John Farrell: In early April 2026 the Minnesota Public Utilities Commission approved Xcel Energy's Capacity*Connect distributed battery storage program (also called a Distributed Capacity Procurement or DCP).

Key details

  • Will Kenworthy: Xcel first floated the idea during IRP comments in 2024, but filed a formal distributed capacity procurement in October 2025 that focused on front‑of‑meter resources and largely valued bulk wholesale (MISO) services rather than distribution benefits.
  • Shannon Anderson: The Commission ordered Xcel to identify and value distribution‑level benefits and to propose how those values will be used in distribution planning within roughly 18 months (a year and a half), creating a multi‑year reporting and analysis process.

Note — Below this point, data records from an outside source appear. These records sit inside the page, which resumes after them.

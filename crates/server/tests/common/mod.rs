//! Common test utilities for API testing with mocks.
//!
//! Builds an in-process server over a temporary database with mock
//! collaborators, so the full job lifecycle runs without yt-dlp, whisper,
//! an LLM or a recipe manager.

#![allow(dead_code)]

use std::sync::Arc;
use std::time::Duration;

use axum::body::Body;
use axum::http::{Request, StatusCode};
use axum::Router;
use http_body_util::BodyExt;
use serde_json::Value;
use tempfile::TempDir;
use tower::ServiceExt;

use social_recipes_core::testing::MockCollaborators;
use social_recipes_core::{
    Config, ConfirmationConfig, ConfirmationGate, ExtractionPipeline, HistoryStore, JobStore,
    PendingUploadStore, PipelineBody, PipelineConfig, ProgressPublisher, RecoveryReport,
    RuntimeSettings, Scheduler, SchedulerConfig, SettingsService, SqliteHistoryStore,
    SqliteJobStore, SqlitePendingUploadStore, SqliteSettingsStore,
};

/// Re-export fixtures for test convenience
pub use social_recipes_core::testing::fixtures;

/// In-process server with controllable mocks.
///
/// # Example
///
/// ```rust,ignore
/// #[tokio::test]
/// async fn test_submit() {
///     let fixture = TestFixture::new().await;
///     let response = fixture.post("/api/v1/jobs", json!({"url": "https://example.com/v/1"})).await;
///     assert_eq!(response.status, 201);
/// }
/// ```
pub struct TestFixture {
    pub router: Router,
    pub mocks: MockCollaborators,
    pub scheduler: Arc<Scheduler>,
    pub gate: Arc<ConfirmationGate>,
    /// Temporary directory for the database and pipeline caches
    pub temp_dir: TempDir,
}

/// Response from a test request
#[derive(Debug)]
pub struct TestResponse {
    pub status: StatusCode,
    pub body: Value,
    /// Raw body, for non-JSON responses
    pub text: String,
}

/// Configuration for test fixture.
#[derive(Debug, Clone)]
pub struct TestConfig {
    pub max_concurrent_jobs: usize,
    pub confirmation_enabled: bool,
    pub confirmation_timeout_secs: u64,
}

impl Default for TestConfig {
    fn default() -> Self {
        Self {
            max_concurrent_jobs: 3,
            confirmation_enabled: false,
            confirmation_timeout_secs: 300,
        }
    }
}

impl TestConfig {
    /// Park every job at the confirmation gate.
    pub fn with_confirmation() -> Self {
        Self {
            confirmation_enabled: true,
            ..Self::default()
        }
    }
}

impl TestFixture {
    pub async fn new() -> Self {
        Self::with_config(TestConfig::default()).await
    }

    pub async fn with_config(test_config: TestConfig) -> Self {
        let temp_dir = TempDir::new().expect("Failed to create temp dir");
        let db_path = temp_dir.path().join("test.db");

        let mut config = Config::default();
        config.database.path = db_path.clone();
        config.scheduler = SchedulerConfig {
            max_concurrent_jobs: test_config.max_concurrent_jobs,
        };
        config.confirmation = ConfirmationConfig {
            enabled: test_config.confirmation_enabled,
            timeout_secs: test_config.confirmation_timeout_secs,
            poll_interval_ms: 50,
        };
        config.pipeline = PipelineConfig {
            work_dir: temp_dir.path().join("work"),
            ..PipelineConfig::default()
        };

        let jobs: Arc<dyn JobStore> =
            Arc::new(SqliteJobStore::new(&db_path).expect("Failed to create job store"));
        let history: Arc<dyn HistoryStore> =
            Arc::new(SqliteHistoryStore::new(&db_path).expect("Failed to create history store"));
        let uploads: Arc<dyn PendingUploadStore> = Arc::new(
            SqlitePendingUploadStore::new(&db_path).expect("Failed to create upload store"),
        );

        let publisher = Arc::new(ProgressPublisher::new(jobs, Arc::clone(&history)));
        let scheduler = Arc::new(Scheduler::new(config.scheduler.clone(), Arc::clone(&publisher)));
        let gate = Arc::new(
            ConfirmationGate::new(config.confirmation.clone(), uploads)
                .with_job_store(Arc::clone(publisher.jobs())),
        );

        let settings = Arc::new(SettingsService::new(
            Arc::new(SqliteSettingsStore::new(&db_path).expect("Failed to create settings store")),
            RuntimeSettings {
                confirm_before_upload: config.confirmation.enabled,
                language: config.pipeline.language.clone(),
                output_targets: config.export.targets.clone(),
            },
        ));

        let mocks = MockCollaborators::new();
        let pipeline: Arc<dyn PipelineBody> = Arc::new(
            ExtractionPipeline::new(
                config.pipeline.clone(),
                mocks.collaborators(),
                publisher,
                Arc::clone(&gate),
            )
            .with_settings(Arc::clone(&settings)),
        );

        let state = Arc::new(social_recipes_server::state::AppState::new(
            config,
            Arc::clone(&scheduler),
            history,
            Arc::clone(&gate),
            pipeline,
            settings,
            RecoveryReport::default(),
        ));
        let router = social_recipes_server::api::create_router(state);

        Self {
            router,
            mocks,
            scheduler,
            gate,
            temp_dir,
        }
    }

    pub async fn get(&self, path: &str) -> TestResponse {
        self.request("GET", path, None).await
    }

    pub async fn post(&self, path: &str, body: Value) -> TestResponse {
        self.request("POST", path, Some(body)).await
    }

    /// POST without a body.
    pub async fn post_empty(&self, path: &str) -> TestResponse {
        self.request("POST", path, None).await
    }

    pub async fn put(&self, path: &str, body: Value) -> TestResponse {
        self.request("PUT", path, Some(body)).await
    }

    pub async fn delete(&self, path: &str) -> TestResponse {
        self.request("DELETE", path, None).await
    }

    /// Submit a job and return its id.
    pub async fn submit(&self, url: &str) -> String {
        let response = self
            .post("/api/v1/jobs", serde_json::json!({ "url": url }))
            .await;
        assert_eq!(response.status, StatusCode::CREATED, "{:?}", response.body);
        response.body["id"]
            .as_str()
            .expect("job id")
            .to_string()
    }

    /// Poll a job until `predicate` holds, or panic after five seconds.
    pub async fn wait_for_job(&self, job_id: &str, predicate: impl Fn(&Value) -> bool) -> Value {
        let path = format!("/api/v1/jobs/{}", job_id);
        let deadline = tokio::time::Instant::now() + Duration::from_secs(5);
        loop {
            let response = self.get(&path).await;
            if response.status == StatusCode::OK && predicate(&response.body) {
                return response.body;
            }
            if tokio::time::Instant::now() > deadline {
                panic!("Timed out waiting for job {}: {}", job_id, response.body);
            }
            tokio::time::sleep(Duration::from_millis(20)).await;
        }
    }

    /// Poll a job until it has the given status.
    pub async fn wait_for_status(&self, job_id: &str, status: &str) -> Value {
        self.wait_for_job(job_id, |job| job["status"] == status).await
    }

    async fn request(&self, method: &str, path: &str, body: Option<Value>) -> TestResponse {
        let mut request_builder = Request::builder().method(method).uri(path);

        let body = if let Some(json_body) = body {
            request_builder = request_builder.header("Content-Type", "application/json");
            Body::from(serde_json::to_vec(&json_body).unwrap())
        } else {
            Body::empty()
        };

        let request = request_builder.body(body).unwrap();

        let response = self
            .router
            .clone()
            .oneshot(request)
            .await
            .expect("Failed to send request");

        let status = response.status();
        let body_bytes = response
            .into_body()
            .collect()
            .await
            .expect("Failed to collect body")
            .to_bytes();

        let text = String::from_utf8_lossy(&body_bytes).into_owned();
        let body: Value = if body_bytes.is_empty() {
            Value::Null
        } else {
            serde_json::from_slice(&body_bytes).unwrap_or(Value::Null)
        };

        TestResponse { status, body, text }
    }
}

/// Helper to assert a response has expected status.
#[macro_export]
macro_rules! assert_status {
    ($response:expr, $status:expr) => {
        assert_eq!(
            $response.status, $status,
            "Expected status {:?}, got {:?}. Body: {}",
            $status,
            $response.status,
            serde_json::to_string_pretty(&$response.body).unwrap_or_default()
        );
    };
}
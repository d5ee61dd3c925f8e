//! Tandoor recipe manager exporter.

use std::path::Path;

use async_trait::async_trait;
use reqwest::Method;
use serde_json::{json, Value};
use tracing::{info, warn};

use super::recipe_api::{
    iso_duration_minutes, keywords, servings, text_field, text_list, RecipeApiClient,
};
use crate::collaborator::{CollaboratorError, ExportTarget, RecipeExporter, RecipePayload};
use crate::config::RecipeManagerConfig;

// Tandoor rejects longer values outright.
const MAX_NAME_CHARS: usize = 128;
const MAX_DESCRIPTION_CHARS: usize = 512;

pub struct TandoorExporter {
    api: RecipeApiClient,
}

impl TandoorExporter {
    pub fn new(config: &RecipeManagerConfig) -> Self {
        Self {
            api: RecipeApiClient::new(config),
        }
    }
}

fn truncate(text: &str, max: usize) -> String {
    text.chars().take(max).collect()
}

/// Map a schema.org recipe onto Tandoor's recipe create body.
///
/// Ingredients are sent unparsed as notes on the first step.
pub fn tandoor_payload(recipe: &RecipePayload) -> Value {
    let ingredients: Vec<Value> = text_list(recipe.get("recipeIngredient"))
        .into_iter()
        .map(|line| {
            json!({
                "food": null,
                "unit": null,
                "amount": 0,
                "note": line,
                "original_text": line,
                "no_amount": true,
                "is_header": false,
            })
        })
        .collect();

    let mut steps: Vec<Value> = text_list(recipe.get("recipeInstructions"))
        .into_iter()
        .map(|text| json!({ "instruction": text, "ingredients": [] }))
        .collect();
    if steps.is_empty() {
        steps.push(json!({ "instruction": "", "ingredients": [] }));
    }
    steps[0]["ingredients"] = Value::Array(ingredients);

    let keywords: Vec<Value> = keywords(recipe)
        .into_iter()
        .map(|name| json!({ "name": name }))
        .collect();

    json!({
        "name": truncate(&text_field(recipe, "name"), MAX_NAME_CHARS),
        "description": truncate(&text_field(recipe, "description"), MAX_DESCRIPTION_CHARS),
        "source_url": text_field(recipe, "url"),
        "servings": servings(recipe).unwrap_or(1),
        "working_time": iso_duration_minutes(recipe, "prepTime").unwrap_or(0),
        "waiting_time": iso_duration_minutes(recipe, "cookTime").unwrap_or(0),
        "keywords": keywords,
        "steps": steps,
        "internal": true,
    })
}

#[async_trait]
impl RecipeExporter for TandoorExporter {
    fn target(&self) -> ExportTarget {
        ExportTarget::Tandoor
    }

    async fn export(
        &self,
        recipe: &RecipePayload,
        image: Option<&Path>,
    ) -> Result<String, CollaboratorError> {
        let created = self
            .api
            .send_json(Method::POST, "/api/recipe/", &tandoor_payload(recipe))
            .await
            .map_err(CollaboratorError::Export)?;

        let id = match created.get("id") {
            Some(Value::Number(n)) => n.to_string(),
            Some(Value::String(s)) => s.clone(),
            _ => {
                return Err(CollaboratorError::Export(
                    "Tandoor response has no recipe id".to_string(),
                ))
            }
        };
        info!(recipe_id = %id, "Recipe created in Tandoor");

        if let Some(image) = image {
            let path = format!("/api/recipe/{}/image/", id);
            if let Err(e) = self.api.upload_image(Method::PUT, &path, image, &[]).await {
                warn!(recipe_id = %id, error = %e, "Tandoor image upload failed");
            }
        }

        Ok(id)
    }
}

  • Shannon Anderson: Solar United Neighbors (SUN) and other advocates pushed for behind‑the‑meter virtual power plants (VPPs) and third‑party aggregators; Colorado Xcel’s Aggregator Virtual Power Plant program launched in mid‑April 2026 and allows third‑party aggregators to enroll customer DERs.
  • John Farrell: Xcel told regulators its Capacity*Connect filing would be "underwater" on a straight cost‑benefit basis and would require customers to pay a premium under the utility‑owned capital model, contrasting with advocates’ claim that VPPs can be 40–60% cheaper.
  • John Farrell: The Commission allowed Xcel to deploy batteries via a rider without going through the standard third‑party interconnection queue, subject to a vague "avoid adverse impacts" obligation—raising concerns about queue fairness from solar and storage developers.